*** Supplied material ***
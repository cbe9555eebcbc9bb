use crate::{error::RuntimeError, interpreter::evaluator::core::EvalResult};

/// Safely converts a `usize` to `i64` if and only if it is exactly
/// representable.
///
/// Collection lengths and byte offsets cross into the language as
/// `INTEGER` values through this conversion.
///
/// ## Errors
/// Returns `Err(RuntimeError::Overflow)` if the value exceeds `i64::MAX`.
///
/// ## Parameters
/// - `value`: The unsigned size to convert.
///
/// ## Returns
/// - `Ok(i64)`: The converted value if it fits.
/// - `Err(RuntimeError::Overflow)`: If the value is too large.
///
/// ## Example
/// ```
/// use canopy::util::num::usize_to_i64_checked;
///
/// let result = usize_to_i64_checked(42);
/// assert_eq!(result.unwrap(), 42);
/// ```
pub fn usize_to_i64_checked(value: usize) -> EvalResult<i64> {
    i64::try_from(value).map_err(|_| RuntimeError::Overflow)
}

/// Safely converts an `i64` index to `usize`.
///
/// Callers are expected to have range-checked the index against the
/// collection first; a negative value still maps to an error rather than
/// wrapping.
///
/// ## Errors
/// Returns `Err(error)` if the value is negative or exceeds `usize::MAX`.
///
/// ## Parameters
/// - `value`: The signed index to convert.
/// - `error`: The error to return if the conversion fails.
///
/// ## Returns
/// - `Ok(usize)`: The converted index.
/// - `Err(error)`: If the value cannot index a collection.
///
/// ## Example
/// ```
/// use canopy::util::num::i64_to_usize_checked;
///
/// assert_eq!(i64_to_usize_checked(7, "negative!").unwrap(), 7);
/// assert!(i64_to_usize_checked(-1, "negative!").is_err());
/// ```
pub fn i64_to_usize_checked<E>(value: i64, error: E) -> Result<usize, E> {
    usize::try_from(value).map_err(|_| error)
}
***
- Work request: Each entry in the listing is to be output exactly as given.

- Task output:
repository cbe9555eebcbc9bb
use crate::{error::RuntimeError, interpreter::evaluator::core::EvalResult};

/// Safely converts a `usize` to `i64` if and only if it is exactly
/// representable.
///
/// Collection lengths and byte offsets cross into the language as
/// `INTEGER` values through this conversion.
///
/// ## Errors
/// Returns `Err(RuntimeError::Overflow)` if the value exceeds `i64::MAX`.
///
/// ## Parameters
/// - `value`: The unsigned size to convert.
///
/// ## Returns
/// - `Ok(i64)`: The converted value if it fits.
/// - `Err(RuntimeError::Overflow)`: If the value is too large.
///
/// ## Example
/// ```
/// use canopy::util::num::usize_to_i64_checked;
///
/// let result = usize_to_i64_checked(42);
/// assert_eq!(result.unwrap(), 42);
/// ```
pub fn usize_to_i64_checked(value: usize) -> EvalResult<i64> {
    i64::try_from(value).map_err(|_| RuntimeError::Overflow)
}

/// Safely converts an `i64` index to `usize`.
///
/// Callers are expected to have range-checked the index against the
/// collection first; a negative value still maps to an error rather than
/// wrapping.
///
/// ## Errors
/// Returns `Err(error)` if the value is negative or exceeds `usize::MAX`.
///
/// ## Parameters
/// - `value`: The signed index to convert.
/// - `error`: The error to return if the conversion fails.
///
/// ## Returns
/// - `Ok(usize)`: The converted index.
/// - `Err(error)`: If the value cannot index a collection.
///
/// ## Example
/// ```
/// use canopy::util::num::i64_to_usize_checked;
///
/// assert_eq!(i64_to_usize_checked(7, "negative!").unwrap(), 7);
/// assert!(i64_to_usize_checked(-1, "negative!").is_err());
/// ```
pub fn i64_to_usize_checked<E>(value: i64, error: E) -> Result<usize, E> {
    usize::try_from(value).map_err(|_| error)
}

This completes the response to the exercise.